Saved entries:
----

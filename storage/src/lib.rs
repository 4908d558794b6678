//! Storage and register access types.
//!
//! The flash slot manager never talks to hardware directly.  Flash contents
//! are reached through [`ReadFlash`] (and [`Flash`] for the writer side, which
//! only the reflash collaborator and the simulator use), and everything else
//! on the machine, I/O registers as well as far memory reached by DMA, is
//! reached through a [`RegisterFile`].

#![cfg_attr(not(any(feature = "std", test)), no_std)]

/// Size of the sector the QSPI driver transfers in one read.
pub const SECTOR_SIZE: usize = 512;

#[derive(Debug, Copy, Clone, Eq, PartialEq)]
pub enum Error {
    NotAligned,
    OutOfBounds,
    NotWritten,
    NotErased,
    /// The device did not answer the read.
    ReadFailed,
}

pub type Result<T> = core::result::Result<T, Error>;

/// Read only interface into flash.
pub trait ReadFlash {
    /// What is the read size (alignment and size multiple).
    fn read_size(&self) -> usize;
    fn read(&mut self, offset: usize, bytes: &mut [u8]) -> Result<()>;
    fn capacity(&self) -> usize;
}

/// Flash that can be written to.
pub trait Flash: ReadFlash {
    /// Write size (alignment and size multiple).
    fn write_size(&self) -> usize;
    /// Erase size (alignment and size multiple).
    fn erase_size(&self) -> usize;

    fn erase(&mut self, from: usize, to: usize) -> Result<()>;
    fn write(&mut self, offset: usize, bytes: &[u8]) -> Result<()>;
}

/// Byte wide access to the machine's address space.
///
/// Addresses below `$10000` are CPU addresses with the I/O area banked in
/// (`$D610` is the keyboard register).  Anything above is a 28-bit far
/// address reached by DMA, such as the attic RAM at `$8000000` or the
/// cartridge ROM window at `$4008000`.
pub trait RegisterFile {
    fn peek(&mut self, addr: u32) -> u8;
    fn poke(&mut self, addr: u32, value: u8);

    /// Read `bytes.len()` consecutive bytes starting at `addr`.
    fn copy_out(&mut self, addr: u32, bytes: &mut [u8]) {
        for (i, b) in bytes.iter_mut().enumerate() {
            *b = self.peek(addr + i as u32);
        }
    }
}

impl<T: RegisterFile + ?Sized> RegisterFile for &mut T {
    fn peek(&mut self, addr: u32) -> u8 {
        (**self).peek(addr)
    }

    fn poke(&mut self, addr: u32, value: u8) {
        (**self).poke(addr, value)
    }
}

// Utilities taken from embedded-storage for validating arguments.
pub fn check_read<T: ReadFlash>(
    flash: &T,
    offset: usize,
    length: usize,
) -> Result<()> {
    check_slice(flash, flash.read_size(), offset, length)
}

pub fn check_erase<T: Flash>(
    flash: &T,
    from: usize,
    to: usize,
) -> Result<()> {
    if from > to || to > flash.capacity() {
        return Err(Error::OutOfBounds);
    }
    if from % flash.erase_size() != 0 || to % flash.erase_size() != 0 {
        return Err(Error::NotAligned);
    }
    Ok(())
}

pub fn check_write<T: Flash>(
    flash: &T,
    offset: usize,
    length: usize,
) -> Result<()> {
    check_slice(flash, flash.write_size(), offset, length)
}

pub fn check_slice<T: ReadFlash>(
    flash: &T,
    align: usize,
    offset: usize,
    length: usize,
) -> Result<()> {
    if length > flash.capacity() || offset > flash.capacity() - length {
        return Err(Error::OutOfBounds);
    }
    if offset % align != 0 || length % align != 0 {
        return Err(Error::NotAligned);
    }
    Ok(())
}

----

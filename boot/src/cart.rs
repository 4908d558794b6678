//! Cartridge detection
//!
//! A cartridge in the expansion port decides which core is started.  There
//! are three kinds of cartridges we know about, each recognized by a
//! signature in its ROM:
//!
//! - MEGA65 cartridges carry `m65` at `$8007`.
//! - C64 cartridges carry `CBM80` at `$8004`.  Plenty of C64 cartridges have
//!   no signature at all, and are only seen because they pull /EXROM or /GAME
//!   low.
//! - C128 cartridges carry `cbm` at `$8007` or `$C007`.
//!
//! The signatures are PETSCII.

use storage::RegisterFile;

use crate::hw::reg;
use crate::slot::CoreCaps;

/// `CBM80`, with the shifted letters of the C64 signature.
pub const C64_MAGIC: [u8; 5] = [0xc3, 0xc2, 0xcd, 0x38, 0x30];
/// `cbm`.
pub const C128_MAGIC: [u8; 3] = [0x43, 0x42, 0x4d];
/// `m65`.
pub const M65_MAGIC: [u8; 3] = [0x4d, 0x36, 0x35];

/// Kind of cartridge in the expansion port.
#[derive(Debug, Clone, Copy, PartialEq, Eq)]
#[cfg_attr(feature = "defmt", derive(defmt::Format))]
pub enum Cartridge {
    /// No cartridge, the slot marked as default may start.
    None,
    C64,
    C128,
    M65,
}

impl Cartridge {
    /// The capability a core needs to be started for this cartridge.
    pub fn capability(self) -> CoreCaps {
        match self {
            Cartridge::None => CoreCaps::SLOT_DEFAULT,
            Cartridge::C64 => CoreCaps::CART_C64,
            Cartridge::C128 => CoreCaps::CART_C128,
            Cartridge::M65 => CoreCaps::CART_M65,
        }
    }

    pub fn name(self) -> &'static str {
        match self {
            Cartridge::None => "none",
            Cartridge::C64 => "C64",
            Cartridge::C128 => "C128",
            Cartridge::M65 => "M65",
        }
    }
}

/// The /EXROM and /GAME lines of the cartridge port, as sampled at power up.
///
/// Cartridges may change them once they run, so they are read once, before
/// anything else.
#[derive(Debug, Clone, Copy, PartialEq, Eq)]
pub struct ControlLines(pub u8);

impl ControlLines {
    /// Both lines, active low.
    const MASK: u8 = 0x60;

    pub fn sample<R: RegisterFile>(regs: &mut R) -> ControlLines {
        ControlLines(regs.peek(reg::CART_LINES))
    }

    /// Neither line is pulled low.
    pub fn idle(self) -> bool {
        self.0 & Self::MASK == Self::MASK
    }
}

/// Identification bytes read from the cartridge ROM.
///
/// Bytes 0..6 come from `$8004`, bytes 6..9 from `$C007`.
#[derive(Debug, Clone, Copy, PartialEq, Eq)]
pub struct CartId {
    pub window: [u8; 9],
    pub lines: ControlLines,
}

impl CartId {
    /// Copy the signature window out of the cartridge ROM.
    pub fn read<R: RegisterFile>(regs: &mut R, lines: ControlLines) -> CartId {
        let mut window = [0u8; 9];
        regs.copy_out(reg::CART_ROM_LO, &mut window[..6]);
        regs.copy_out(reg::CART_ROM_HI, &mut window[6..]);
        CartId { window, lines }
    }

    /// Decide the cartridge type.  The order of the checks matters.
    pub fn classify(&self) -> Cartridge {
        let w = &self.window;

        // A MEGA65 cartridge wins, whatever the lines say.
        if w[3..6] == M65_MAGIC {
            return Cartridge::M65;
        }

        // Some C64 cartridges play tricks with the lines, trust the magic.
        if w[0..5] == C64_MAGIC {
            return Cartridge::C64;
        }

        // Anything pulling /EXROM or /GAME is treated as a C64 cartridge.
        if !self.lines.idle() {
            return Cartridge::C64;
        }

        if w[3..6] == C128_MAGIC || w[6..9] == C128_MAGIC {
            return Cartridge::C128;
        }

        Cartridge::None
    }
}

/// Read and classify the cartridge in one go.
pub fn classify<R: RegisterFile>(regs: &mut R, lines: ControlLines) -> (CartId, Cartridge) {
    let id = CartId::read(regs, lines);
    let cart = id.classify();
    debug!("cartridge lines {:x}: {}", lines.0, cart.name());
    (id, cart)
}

----

Copy out only the lines of the records above from the one with "pub fn read<R: RegisterFile>(regs: &mut" through the one with "let cart = id.classify();", exactly as they stand, both included.

## SOLUTION TO THE PROBLEM
    pub fn read<R: RegisterFile>(regs: &mut R, lines: ControlLines) -> CartId {
        let mut window = [0u8; 9];
        regs.copy_out(reg::CART_ROM_LO, &mut window[..6]);
        regs.copy_out(reg::CART_ROM_HI, &mut window[6..]);
        CartId { window, lines }
    }

    /// Decide the cartridge type.  The order of the checks matters.
    pub fn classify(&self) -> Cartridge {
        let w = &self.window;

        // A MEGA65 cartridge wins, whatever the lines say.
        if w[3..6] == M65_MAGIC {
            return Cartridge::M65;
        }

        // Some C64 cartridges play tricks with the lines, trust the magic.
        if w[0..5] == C64_MAGIC {
            return Cartridge::C64;
        }

        // Anything pulling /EXROM or /GAME is treated as a C64 cartridge.
        if !self.lines.idle() {
            return Cartridge::C64;
        }

        if w[3..6] == C128_MAGIC || w[6..9] == C128_MAGIC {
            return Cartridge::C128;
        }

        Cartridge::None
    }
}

/// Read and classify the cartridge in one go.
pub fn classify<R: RegisterFile>(regs: &mut R, lines: ControlLines) -> (CartId, Cartridge) {
    let id = CartId::read(regs, lines);
    let cart = id.classify();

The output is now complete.